The underexpression of one of the homeobox (HOX) genes, HOXA11, is associated with poor prognosis in patients with glioblastoma.

The underexpression of one of the homeobox (HOX) genes, HOXA11, is associated with poor prognosis in patients with glioblastoma, according to the results of a small study recently published in Cancer Research and Treatment.

“Further investigation will be needed to confirm the value of HOXA11 as a potential target for overcoming treatment resistance by developing chemo- or radio-sensitizers,” wrote researchers led by Young-Bem Se, MD, of Seoul National University Hospital in Seoul, Korea.

According to the study, HOX genes are developmental regulators that are expressed temporarily during development and then are typically silenced in the adult brain; however, expression of these genes has been linked with the prognosis of glioblastoma.

For this study, the researchers used microarray analysis to screen the full series of HOX genes in five pairs of initial and recurrent glioblastoma tumor samples. They were looking for the most likely candidate gene responsible for glioblastoma prognosis.

After looking at all 39 HOX genes, underexpression of HOXA11 was identified as a consistent gene associated with a poor prognosis (P = .046).

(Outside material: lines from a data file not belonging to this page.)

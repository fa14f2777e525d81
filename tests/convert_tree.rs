// tests/convert_tree.rs

//! End-to-end conversion tree tests over directory-backed indexes.

mod common;

use common::{CountingFetcher, TestArtifact, TestIndex};
use std::path::Path;
use std::sync::atomic::Ordering;
use std::sync::Arc;
use wheelwright::{
    ConvertOptions, ConvertTree, Error, JsonIndex, PackageIndex, RepoWriter, Requirement,
};

fn req(spec: &str) -> Requirement {
    Requirement::parse(spec).unwrap()
}

fn make_tree(
    repo: &Path,
    index_dirs: &[&Path],
    fetcher: Arc<CountingFetcher>,
    options: ConvertOptions,
) -> ConvertTree {
    let writer = RepoWriter::open(repo).unwrap();
    let indexes: Vec<Box<dyn PackageIndex>> = index_dirs
        .iter()
        .map(|dir| Box::new(JsonIndex::open(dir).unwrap()) as Box<dyn PackageIndex>)
        .collect();
    ConvertTree::new(writer, indexes, fetcher, options)
}

/// a -> {b, c}, b -> d, c -> d
fn diamond_index(root: &Path) -> TestIndex {
    let mut index = TestIndex::create(root, "main");
    index.add_wheel(&TestArtifact::new("a", "1.0").requires("b>=1.0").requires("c>=1.0"));
    index.add_wheel(&TestArtifact::new("b", "1.0").requires("d>=1.0"));
    index.add_wheel(&TestArtifact::new("c", "1.0").requires("d>=1.0"));
    index.add_wheel(&TestArtifact::new("d", "1.0"));
    index.finish();
    index
}

#[test]
fn test_diamond_converts_shared_dependency_once() {
    let tmp = tempfile::tempdir().unwrap();
    let index = diamond_index(tmp.path());
    let repo = tmp.path().join("repo");

    let fetcher = Arc::new(CountingFetcher::new());
    let tree = make_tree(&repo, &[&index.dir], fetcher.clone(), ConvertOptions::default());

    let report = tree.convert_tree(&[req("a")]).unwrap();

    assert!(report.is_complete());
    assert_eq!(report.converted.len(), 4);
    assert_eq!(fetcher.fetches(), 4, "d must be fetched exactly once");
    assert_eq!(tree.repository().entries().len(), 4);
}

#[test]
fn test_second_run_converts_nothing() {
    let tmp = tempfile::tempdir().unwrap();
    let index = diamond_index(tmp.path());
    let repo = tmp.path().join("repo");

    let first = make_tree(
        &repo,
        &[&index.dir],
        Arc::new(CountingFetcher::new()),
        ConvertOptions::default(),
    );
    assert_eq!(first.convert_tree(&[req("a")]).unwrap().converted.len(), 4);

    let fetcher = Arc::new(CountingFetcher::new());
    let second = make_tree(&repo, &[&index.dir], fetcher.clone(), ConvertOptions::default());
    let report = second.convert_tree(&[req("a")]).unwrap();

    assert!(report.is_complete());
    assert!(report.converted.is_empty());
    // The walk still covers the whole closure through the committed entries
    assert_eq!(report.already_present.len(), 4);
    assert_eq!(fetcher.fetches(), 0);
    assert_eq!(second.repository().entries().len(), 4);
}

#[test]
fn test_second_session_completes_partial_closure() {
    let tmp = tempfile::tempdir().unwrap();
    let repo = tmp.path().join("repo");

    // First session: b is nowhere to be found
    let mut partial = TestIndex::create(tmp.path(), "partial");
    partial.add_wheel(&TestArtifact::new("a", "1.0").requires("b>=1.0"));
    partial.finish();

    let first = make_tree(
        &repo,
        &[&partial.dir],
        Arc::new(CountingFetcher::new()),
        ConvertOptions::default(),
    );
    let report = first.convert_tree(&[req("a")]).unwrap();
    assert_eq!(report.converted.len(), 1);
    assert_eq!(report.unsatisfied.len(), 1);

    // Second session against an index that now publishes b: the walk must
    // continue below the already-committed a and convert b
    let mut updated = TestIndex::create(tmp.path(), "updated");
    updated.add_wheel(&TestArtifact::new("a", "1.0").requires("b>=1.0"));
    updated.add_wheel(&TestArtifact::new("b", "1.2"));
    updated.finish();

    let second = make_tree(
        &repo,
        &[&updated.dir],
        Arc::new(CountingFetcher::new()),
        ConvertOptions::default(),
    );
    let report = second.convert_tree(&[req("a")]).unwrap();

    assert!(report.is_complete());
    assert_eq!(report.already_present.len(), 1);
    assert_eq!(report.converted.len(), 1);
    assert_eq!(report.converted[0].name, "b");
    assert_eq!(second.repository().entries().len(), 2);
}

#[test]
fn test_dependency_cycle_terminates() {
    let tmp = tempfile::tempdir().unwrap();
    let mut index = TestIndex::create(tmp.path(), "main");
    index.add_wheel(&TestArtifact::new("a", "1.0").requires("b"));
    index.add_wheel(&TestArtifact::new("b", "1.0").requires("a"));
    index.finish();

    let tree = make_tree(
        &tmp.path().join("repo"),
        &[&index.dir],
        Arc::new(CountingFetcher::new()),
        ConvertOptions::default(),
    );
    let report = tree.convert_tree(&[req("a")]).unwrap();

    assert!(report.is_complete());
    assert_eq!(report.converted.len(), 2);
}

#[test]
fn test_partial_failure_continues_past_unresolvable() {
    let tmp = tempfile::tempdir().unwrap();
    let mut index = TestIndex::create(tmp.path(), "main");
    index.add_wheel(&TestArtifact::new("x", "1.0"));
    index.finish();

    let tree = make_tree(
        &tmp.path().join("repo"),
        &[&index.dir],
        Arc::new(CountingFetcher::new()),
        ConvertOptions::default(),
    );
    let report = tree.convert_tree(&[req("x"), req("ghost>=1.0")]).unwrap();

    assert!(!report.is_complete());
    assert_eq!(report.converted.len(), 1);
    assert_eq!(report.unsatisfied.len(), 1);
    assert!(matches!(report.unsatisfied[0].error, Error::NoMatch(_)));
}

#[test]
fn test_fail_fast_aborts_on_unresolvable() {
    let tmp = tempfile::tempdir().unwrap();
    let mut index = TestIndex::create(tmp.path(), "main");
    index.add_wheel(&TestArtifact::new("x", "1.0"));
    index.finish();

    let options = ConvertOptions {
        fail_fast: true,
        ..ConvertOptions::default()
    };
    let tree = make_tree(
        &tmp.path().join("repo"),
        &[&index.dir],
        Arc::new(CountingFetcher::new()),
        options,
    );

    assert!(tree.convert_tree(&[req("ghost>=1.0")]).is_err());
}

#[test]
fn test_defeat_cache_reconverts_everything() {
    let tmp = tempfile::tempdir().unwrap();
    let index = diamond_index(tmp.path());
    let repo = tmp.path().join("repo");

    let first = make_tree(
        &repo,
        &[&index.dir],
        Arc::new(CountingFetcher::new()),
        ConvertOptions::default(),
    );
    first.convert_tree(&[req("a")]).unwrap();

    let fetcher = Arc::new(CountingFetcher::new());
    let options = ConvertOptions {
        defeat_cache: true,
        ..ConvertOptions::default()
    };
    let second = make_tree(&repo, &[&index.dir], fetcher.clone(), options);
    let report = second.convert_tree(&[req("a")]).unwrap();

    assert_eq!(report.converted.len(), 4);
    assert_eq!(fetcher.fetches(), 4);
    // Identical content converts to identical identities: no new entries
    assert_eq!(second.repository().entries().len(), 4);
}

#[test]
fn test_cancellation_stops_before_work() {
    let tmp = tempfile::tempdir().unwrap();
    let index = diamond_index(tmp.path());

    let options = ConvertOptions::default();
    options.cancel.store(true, Ordering::SeqCst);
    let tree = make_tree(
        &tmp.path().join("repo"),
        &[&index.dir],
        Arc::new(CountingFetcher::new()),
        options,
    );
    let report = tree.convert_tree(&[req("a")]).unwrap();

    assert!(report.cancelled);
    assert!(!report.is_complete());
    assert!(report.converted.is_empty());
}

#[test]
fn test_requested_extras_pull_optional_dependencies() {
    let tmp = tempfile::tempdir().unwrap();
    let mut index = TestIndex::create(tmp.path(), "main");
    index.add_wheel(&TestArtifact::new("a", "1.0").extra("fast", &["z>=1.0"]));
    index.add_wheel(&TestArtifact::new("z", "1.5"));
    index.finish();

    let tree = make_tree(
        &tmp.path().join("repo"),
        &[&index.dir],
        Arc::new(CountingFetcher::new()),
        ConvertOptions::default(),
    );

    let report = tree.convert_tree(&[req("a[fast]")]).unwrap();
    assert!(report.is_complete());
    assert_eq!(report.converted.len(), 2);
    assert!(report.converted.iter().any(|id| id.name == "z"));
}

#[test]
fn test_extras_resolved_for_already_present_package() {
    let tmp = tempfile::tempdir().unwrap();
    let repo = tmp.path().join("repo");
    let mut index = TestIndex::create(tmp.path(), "main");
    index.add_wheel(&TestArtifact::new("a", "1.0").extra("fast", &["z>=1.0"]));
    index.add_wheel(&TestArtifact::new("z", "1.5"));
    index.finish();

    // Plain a first: z is not reachable without the extra
    let first = make_tree(
        &repo,
        &[&index.dir],
        Arc::new(CountingFetcher::new()),
        ConvertOptions::default(),
    );
    let report = first.convert_tree(&[req("a")]).unwrap();
    assert_eq!(report.converted.len(), 1);

    // a[fast] must still pull the extra group even though a is committed
    let second = make_tree(
        &repo,
        &[&index.dir],
        Arc::new(CountingFetcher::new()),
        ConvertOptions::default(),
    );
    let report = second.convert_tree(&[req("a[fast]")]).unwrap();

    assert!(report.is_complete());
    assert!(report.converted.iter().any(|id| id.name == "z"));
}

#[test]
fn test_different_extras_in_one_session_both_resolve() {
    let tmp = tempfile::tempdir().unwrap();
    let mut index = TestIndex::create(tmp.path(), "main");
    index.add_wheel(
        &TestArtifact::new("root", "1.0")
            .requires("shared[x]")
            .requires("helper"),
    );
    index.add_wheel(&TestArtifact::new("helper", "1.0").requires("shared[y]"));
    index.add_wheel(
        &TestArtifact::new("shared", "2.0")
            .extra("x", &["need-x"])
            .extra("y", &["need-y"]),
    );
    index.add_wheel(&TestArtifact::new("need-x", "1.0"));
    index.add_wheel(&TestArtifact::new("need-y", "1.0"));
    index.finish();

    let tree = make_tree(
        &tmp.path().join("repo"),
        &[&index.dir],
        Arc::new(CountingFetcher::new()),
        ConvertOptions::default(),
    );
    let report = tree.convert_tree(&[req("root")]).unwrap();

    assert!(report.is_complete());
    assert!(report.converted.iter().any(|id| id.name == "need-x"));
    assert!(report.converted.iter().any(|id| id.name == "need-y"));
}

#[test]
fn test_unbuildable_sdist_recorded_as_unsatisfied() {
    let tmp = tempfile::tempdir().unwrap();
    let mut index = TestIndex::create(tmp.path(), "main");
    index.add_wheel(&TestArtifact::new("a", "1.0").requires("native-ext"));
    index.add_sdist(&TestArtifact::new("native-ext", "2.0").build_backend("setuptools"));
    index.finish();

    let tree = make_tree(
        &tmp.path().join("repo"),
        &[&index.dir],
        Arc::new(CountingFetcher::new()),
        ConvertOptions::default(),
    );
    let report = tree.convert_tree(&[req("a")]).unwrap();

    assert_eq!(report.converted.len(), 1);
    assert_eq!(report.unsatisfied.len(), 1);
    assert!(matches!(
        report.unsatisfied[0].error,
        Error::UnsupportedArtifact(_)
    ));
}

#[test]
fn test_plain_sdist_converts_by_copy() {
    let tmp = tempfile::tempdir().unwrap();
    let mut index = TestIndex::create(tmp.path(), "main");
    index.add_sdist(&TestArtifact::new("pure", "0.3"));
    index.finish();

    let tree = make_tree(
        &tmp.path().join("repo"),
        &[&index.dir],
        Arc::new(CountingFetcher::new()),
        ConvertOptions::default(),
    );
    let report = tree.convert_tree(&[req("pure")]).unwrap();

    assert!(report.is_complete());
    assert_eq!(report.converted.len(), 1);
}
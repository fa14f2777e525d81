// src/commands.rs
//! Command handlers for the wheelwright CLI

use anyhow::Result;
use indicatif::ProgressBar;
use std::path::Path;
use std::sync::Arc;
use std::time::Duration;
use tracing::info;
use wheelwright::fetch::AutoFetcher;
use wheelwright::{
    ConvertOptions, ConvertTree, HttpIndex, JsonIndex, PackageIndex, RepoWriter, RepositoryIndex,
    Requirement,
};

/// Build the ordered index list from CLI specs
///
/// An http(s) URL becomes an [`HttpIndex`]; anything else is treated as a
/// local directory holding an `index.json`.
fn open_indexes(specs: &[String], timeout: Duration) -> Result<Vec<Box<dyn PackageIndex>>> {
    let mut indexes: Vec<Box<dyn PackageIndex>> = Vec::with_capacity(specs.len());
    for spec in specs {
        if spec.starts_with("http://") || spec.starts_with("https://") {
            indexes.push(Box::new(HttpIndex::new(spec, spec, timeout)?));
        } else {
            indexes.push(Box::new(JsonIndex::open(Path::new(spec))?));
        }
    }
    Ok(indexes)
}

#[allow(clippy::too_many_arguments)]
pub fn cmd_convert(
    requirements: &[String],
    repo: &str,
    index_specs: &[String],
    defeat_cache: bool,
    fail_fast: bool,
    workers: Option<usize>,
    platform: Option<String>,
    timeout_secs: u64,
) -> Result<()> {
    let timeout = Duration::from_secs(timeout_secs);

    let mut roots = Vec::with_capacity(requirements.len());
    for spec in requirements {
        roots.push(Requirement::parse(spec)?);
    }

    let writer = RepoWriter::open(Path::new(repo))?;
    let indexes = open_indexes(index_specs, timeout)?;
    let fetcher = Arc::new(AutoFetcher::new(timeout)?);

    let mut options = ConvertOptions {
        defeat_cache,
        fail_fast,
        workers,
        ..ConvertOptions::default()
    };
    if let Some(platform) = platform {
        options.platform = platform;
    }

    let tree = ConvertTree::new(writer, indexes, fetcher, options);

    let spinner = ProgressBar::new_spinner();
    spinner.enable_steady_tick(Duration::from_millis(100));
    spinner.set_message(format!("Converting {} root requirement(s)...", roots.len()));

    let report = tree.convert_tree(&roots)?;
    spinner.finish_and_clear();

    for identity in &report.converted {
        println!("converted   {identity}");
    }
    for (name, version) in &report.already_present {
        println!("up-to-date  {name}-{version}");
    }
    for failure in &report.unsatisfied {
        println!("unsatisfied {}: {}", failure.requirement, failure.error);
    }
    println!(
        "{} converted, {} already present, {} unsatisfied",
        report.converted.len(),
        report.already_present.len(),
        report.unsatisfied.len()
    );

    if !report.unsatisfied.is_empty() {
        anyhow::bail!("{} requirement(s) could not be satisfied", report.unsatisfied.len());
    }
    Ok(())
}

pub fn cmd_list(repo: &str) -> Result<()> {
    let index = RepositoryIndex::load(Path::new(repo))?;

    if index.packages.is_empty() {
        println!("Repository {repo} is empty");
        return Ok(());
    }

    println!("{:<30} {:<15} {:<12} {:>10}  depends", "NAME", "VERSION", "BUILD", "SIZE");
    for entry in index.packages.values() {
        println!(
            "{:<30} {:<15} {:<12} {:>10}  {}",
            entry.name,
            entry.version.to_string(),
            entry.build,
            entry.size,
            entry.depends.join(", ")
        );
    }
    println!("{} package(s)", index.packages.len());
    Ok(())
}

pub fn cmd_verify(repo: &str) -> Result<()> {
    let writer = RepoWriter::open(Path::new(repo))?;
    let total = writer.entries().len();
    info!("Verifying {} package archive(s) in {}", total, repo);

    let bad = writer.verify()?;
    if bad.is_empty() {
        println!("{total} package(s) verified OK");
        Ok(())
    } else {
        for identity in &bad {
            println!("corrupt     {identity}");
        }
        anyhow::bail!("{} of {} archive(s) failed verification", bad.len(), total);
    }
}
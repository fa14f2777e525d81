// src/hash.rs

//! SHA-256 helpers for content fingerprints and archive checksums
//!
//! Build strings are derived from artifact content hashes, and the
//! repository index records an archive checksum per entry, so hashing is
//! centralized here.

use sha2::{Digest, Sha256};
use std::fmt;
use std::io::{self, Read};
use std::path::Path;

/// Compute the SHA-256 of a byte slice as a lowercase hex string
pub fn sha256_hex(data: &[u8]) -> String {
    let mut hasher = Sha256::new();
    hasher.update(data);
    format!("{:x}", hasher.finalize())
}

/// Compute the SHA-256 of a reader's content, streaming in 8 KiB blocks
pub fn sha256_reader<R: Read>(reader: &mut R) -> io::Result<String> {
    let mut hasher = Sha256::new();
    let mut buffer = [0u8; 8192];
    loop {
        let n = reader.read(&mut buffer)?;
        if n == 0 {
            break;
        }
        hasher.update(&buffer[..n]);
    }
    Ok(format!("{:x}", hasher.finalize()))
}

/// Compute the SHA-256 of a file on disk
pub fn sha256_file(path: &Path) -> io::Result<String> {
    let mut file = std::fs::File::open(path)?;
    sha256_reader(&mut file)
}

/// Checksum mismatch detail
#[derive(Debug, Clone, PartialEq, Eq)]
pub struct ChecksumMismatch {
    pub expected: String,
    pub actual: String,
}

impl fmt::Display for ChecksumMismatch {
    fn fmt(&self, f: &mut fmt::Formatter<'_>) -> fmt::Result {
        write!(
            f,
            "sha256 mismatch: expected {}, got {}",
            self.expected, self.actual
        )
    }
}

impl std::error::Error for ChecksumMismatch {}

/// Verify bytes against an expected SHA-256 hex string (case-insensitive)
pub fn verify_sha256(data: &[u8], expected: &str) -> Result<(), ChecksumMismatch> {
    let actual = sha256_hex(data);
    if actual == expected.to_lowercase() {
        Ok(())
    } else {
        Err(ChecksumMismatch {
            expected: expected.to_string(),
            actual,
        })
    }
}

#[cfg(test)]
mod tests {
    use super::*;

    #[test]
    fn test_sha256_known_value() {
        assert_eq!(
            sha256_hex(b"hello world"),
            "b94d27b9934d3e08a52e52d7da7dabfac484efe37a5380ee9088f7ace2efcde9"
        );
    }

    #[test]
    fn test_sha256_reader_matches_bytes() {
        let data = b"Hello, World!";
        let mut cursor = std::io::Cursor::new(data);
        assert_eq!(sha256_reader(&mut cursor).unwrap(), sha256_hex(data));
    }

    #[test]
    fn test_verify_case_insensitive() {
        let data = b"test";
        let lower = sha256_hex(data);
        assert!(verify_sha256(data, &lower).is_ok());
        assert!(verify_sha256(data, &lower.to_uppercase()).is_ok());
    }

    #[test]
    fn test_verify_mismatch_reports_both_sides() {
        let wrong = "0".repeat(64);
        let err = verify_sha256(b"hello", &wrong).unwrap_err();
        assert_eq!(err.expected, wrong);
        assert_eq!(err.actual, sha256_hex(b"hello"));
    }
}
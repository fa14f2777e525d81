// src/tree.rs

//! Transitive conversion tree
//!
//! Drives Finder -> Converter -> RepoWriter over the full dependency closure
//! of a set of root requirements. The walk is breadth-first in waves: each
//! wave's find + fetch + convert runs in parallel on a bounded rayon pool,
//! while visited-set admission and work-queue updates happen serially under
//! the session lock. That lock is what guarantees an identity converts at
//! most once even when several parents discover the same dependency in the
//! same wave.

use crate::artifact::host_platform;
use crate::convert::{ConvertedPackage, Converter, PackageIdentity};
use crate::error::{Error, Result};
use crate::fetch::Fetcher;
use crate::finder::{Finder, PackageIndex};
use crate::repository::RepoWriter;
use crate::requirement::Requirement;
use crate::version::Version;
use rayon::prelude::*;
use std::collections::HashSet;
use std::sync::atomic::{AtomicBool, Ordering};
use std::sync::{Arc, Mutex};
use tracing::{debug, info, warn};

/// Tunables for one conversion tree
///
/// Explicit options only; nothing here is read from the environment.
/// Network timeouts are supplied where the network collaborators are
/// constructed (`HttpIndex`, `HttpFetcher`), not here.
#[derive(Clone)]
pub struct ConvertOptions {
    /// Skip the already-in-repository dedup check so every reachable package
    /// converts fresh. Benchmarking and testing only.
    pub defeat_cache: bool,
    /// Abort the session on the first unsatisfied requirement instead of
    /// recording it and continuing
    pub fail_fast: bool,
    /// Worker pool size; `None` uses rayon's default
    pub workers: Option<usize>,
    /// Target platform tag candidates must be compatible with
    pub platform: String,
    /// Cooperative cancellation flag: checked between waves and before each
    /// unit of work. In-flight conversions finish; the repository stays
    /// consistent and a later session resumes from it.
    pub cancel: Arc<AtomicBool>,
}

impl Default for ConvertOptions {
    fn default() -> Self {
        Self {
            defeat_cache: false,
            fail_fast: false,
            workers: None,
            platform: host_platform(),
            cancel: Arc::new(AtomicBool::new(false)),
        }
    }
}

/// A requirement the session could not satisfy, with the error that stopped it
#[derive(Debug)]
pub struct ConversionFailure {
    pub requirement: Requirement,
    pub error: Error,
}

/// Outcome of one conversion tree session
#[derive(Debug, Default)]
pub struct ConversionReport {
    /// Identities converted and written during this session
    pub converted: Vec<PackageIdentity>,
    /// (name, version) pairs already present in the repository and skipped
    pub already_present: Vec<(String, Version)>,
    /// Requirements that could not be satisfied anywhere
    pub unsatisfied: Vec<ConversionFailure>,
    /// Whether the session stopped early on the cancellation flag
    pub cancelled: bool,
}

impl ConversionReport {
    /// Whether every reachable requirement was satisfied
    pub fn is_complete(&self) -> bool {
        self.unsatisfied.is_empty() && !self.cancelled
    }
}

/// Per-session walk state, shared across workers behind a mutex
///
/// `visited` is keyed by resolved (normalized name, version, requested
/// extras): the admission check reserves the key before converting, so
/// cycles terminate and diamond dependencies convert exactly once, while a
/// request for different extras of an already-seen package still resolves
/// that extra group's requirements. Discarded when the session returns.
struct ConversionSession {
    visited: HashSet<(String, Version, String)>,
    seen_requirements: HashSet<String>,
}

impl ConversionSession {
    fn new() -> Self {
        Self {
            visited: HashSet::new(),
            seen_requirements: HashSet::new(),
        }
    }
}

/// What one unit of wave work produced
enum Outcome {
    /// Converted and durably written; dependencies still need enqueueing
    Converted(ConvertedPackage),
    /// Some build of this (name, version) already satisfies the requirement;
    /// its recorded dependencies still extend the closure
    AlreadyPresent(String, Version, Vec<Requirement>),
    /// Another worker holds this identity, or the session was cancelled
    Skipped,
    /// The requirement cannot be satisfied
    Failed(Requirement, Error),
}

/// Canonical form of a requested extras list for visited-set keys
fn extras_key(extras: &[String]) -> String {
    let mut extras: Vec<&str> = extras.iter().map(String::as_str).collect();
    extras.sort_unstable();
    extras.dedup();
    extras.join(",")
}

/// Parse the requirement strings recorded on a committed index entry
fn parse_depends(depends: &[String]) -> Result<Vec<Requirement>> {
    depends.iter().map(|d| Requirement::parse(d)).collect()
}

/// Orchestrator for the transitive dependency conversion
pub struct ConvertTree {
    repo: RepoWriter,
    indexes: Vec<Box<dyn PackageIndex>>,
    finder: Finder,
    converter: Converter,
    options: ConvertOptions,
}

impl ConvertTree {
    pub fn new(
        repo: RepoWriter,
        indexes: Vec<Box<dyn PackageIndex>>,
        fetcher: Arc<dyn Fetcher>,
        options: ConvertOptions,
    ) -> Self {
        Self {
            repo,
            indexes,
            finder: Finder::new(&options.platform),
            converter: Converter::new(fetcher),
            options,
        }
    }

    /// The repository this tree writes into
    pub fn repository(&self) -> &RepoWriter {
        &self.repo
    }

    /// Convert the transitive closure of the given root requirements
    ///
    /// Per-requirement failures (no match, retrieval, unsupported content)
    /// are recorded in the report and do not stop the walk unless
    /// `fail_fast` is set. A repository write failure aborts immediately:
    /// that is the `Err` path. Writes are incremental, so an aborted or
    /// cancelled session leaves every finished package durable.
    pub fn convert_tree(&self, roots: &[Requirement]) -> Result<ConversionReport> {
        let pool = rayon::ThreadPoolBuilder::new()
            .num_threads(self.options.workers.unwrap_or(0))
            .build()
            .map_err(|e| Error::Io(format!("cannot build worker pool: {e}")))?;

        let session = Mutex::new(ConversionSession::new());
        let mut report = ConversionReport::default();
        let mut pending: Vec<Requirement> = Vec::new();

        {
            let mut session = session.lock().expect("session lock poisoned");
            for root in roots {
                if session.seen_requirements.insert(root.to_string()) {
                    pending.push(root.clone());
                }
            }
        }
        info!(
            "Starting conversion of {} root requirement(s) into {}",
            pending.len(),
            self.repo.root().display()
        );

        while !pending.is_empty() {
            if self.options.cancel.load(Ordering::SeqCst) {
                warn!("Conversion cancelled with {} requirement(s) pending", pending.len());
                report.cancelled = true;
                break;
            }

            let wave = std::mem::take(&mut pending);
            debug!("Dispatching wave of {} requirement(s)", wave.len());

            let outcomes: Vec<(Requirement, Outcome)> = pool.install(|| {
                wave.par_iter()
                    .map(|req| (req.clone(), self.process(req, &session)))
                    .collect()
            });

            // Serial phase: apply results and grow the queue.
            for (requirement, outcome) in outcomes {
                match outcome {
                    Outcome::Converted(package) => {
                        let mut session = session.lock().expect("session lock poisoned");
                        for dep in &package.depends {
                            if session.seen_requirements.insert(dep.to_string()) {
                                debug!("Queueing dependency {} of {}", dep, package.identity);
                                pending.push(dep.clone());
                            }
                        }
                        // An identity reconverted for a different extras set
                        // was deduplicated by the writer; report it once
                        if !report.converted.contains(&package.identity) {
                            report.converted.push(package.identity.clone());
                        }
                    }
                    Outcome::AlreadyPresent(name, version, depends) => {
                        debug!("Requirement {} already satisfied by {}-{}", requirement, name, version);
                        let mut session = session.lock().expect("session lock poisoned");
                        for dep in depends {
                            if session.seen_requirements.insert(dep.to_string()) {
                                debug!("Queueing dependency {} of committed {}-{}", dep, name, version);
                                pending.push(dep);
                            }
                        }
                        report.already_present.push((name, version));
                    }
                    Outcome::Skipped => {}
                    Outcome::Failed(requirement, error) => {
                        if error.is_fatal() {
                            return Err(error);
                        }
                        warn!("Requirement {} unsatisfied: {}", requirement, error);
                        if self.options.fail_fast {
                            return Err(error);
                        }
                        report.unsatisfied.push(ConversionFailure { requirement, error });
                    }
                }
            }
        }

        if self.options.cancel.load(Ordering::SeqCst) {
            report.cancelled = true;
        }

        info!(
            "Conversion finished: {} converted, {} already present, {} unsatisfied",
            report.converted.len(),
            report.already_present.len(),
            report.unsatisfied.len()
        );
        Ok(report)
    }

    /// One unit of wave work: find, admit, convert, write
    fn process(&self, requirement: &Requirement, session: &Mutex<ConversionSession>) -> Outcome {
        if self.options.cancel.load(Ordering::SeqCst) {
            return Outcome::Skipped;
        }

        let descriptor = match self.finder.find_best_match(requirement, &self.indexes) {
            Ok(descriptor) => descriptor,
            Err(e) => return Outcome::Failed(requirement.clone(), e),
        };

        // Admission under the session lock: reserve the resolved identity
        // before doing any conversion work. Requirements with extras never
        // take the already-present shortcut: the extra groups live in the
        // artifact metadata, so they must go through the converter.
        {
            let mut session = session.lock().expect("session lock poisoned");
            let key = (
                descriptor.name.clone(),
                descriptor.version.clone(),
                extras_key(requirement.extras()),
            );
            if session.visited.contains(&key) {
                return Outcome::Skipped;
            }
            if !self.options.defeat_cache
                && requirement.extras().is_empty()
                && self.repo.has_version(&descriptor.name, &descriptor.version)
            {
                session.visited.insert(key);
                // The committed entry records its dependency requirements;
                // they still need walking so a partial repository completes.
                let depends = self
                    .repo
                    .depends_of(&descriptor.name, &descriptor.version)
                    .unwrap_or_default();
                return match parse_depends(&depends) {
                    Ok(depends) => Outcome::AlreadyPresent(
                        descriptor.name.clone(),
                        descriptor.version.clone(),
                        depends,
                    ),
                    Err(e) => Outcome::Failed(requirement.clone(), e),
                };
            }
            session.visited.insert(key);
        }

        let package = match self.converter.convert(&descriptor, requirement.extras()) {
            Ok(package) => package,
            Err(e) => return Outcome::Failed(requirement.clone(), e),
        };

        // Write immediately so a crash or cancellation loses at most the
        // packages still in flight.
        if let Err(e) = self.repo.write(&package) {
            return Outcome::Failed(requirement.clone(), e);
        }

        Outcome::Converted(package)
    }
}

The researchers then used 20 newly diagnosed glioblastoma samples to validate their findings. Patients with samples with high expression of HOXA11 had a significantly better prognosis than those with low HOXA11 expression (31 months vs 18 months; P = .03), confirming that “the downregulation of HOXA11 is associated with a poor prognosis in glioblastoma patients.”

Next, Se and colleagues wanted to confirm if suppression of HOXA11 affected the efficacy of current standard treatments for glioblastoma. When the researchers suppressed HOXA11 in a group of glioblastoma cell lines, they found that the anticancer effect of radiotherapy and/or temozolomide decreased.

“In addition, this study detected candidate mediators (TGFBR2, CRIM1, TXNIP, DPYSL2, and CRMP1) that may impart treatment resistance after HOXA11 suppression,” the researchers wrote. “These results provide a promising basis for the development of HOXA11 applications that target chemo- or radio-sensitizers in glioblastoma.”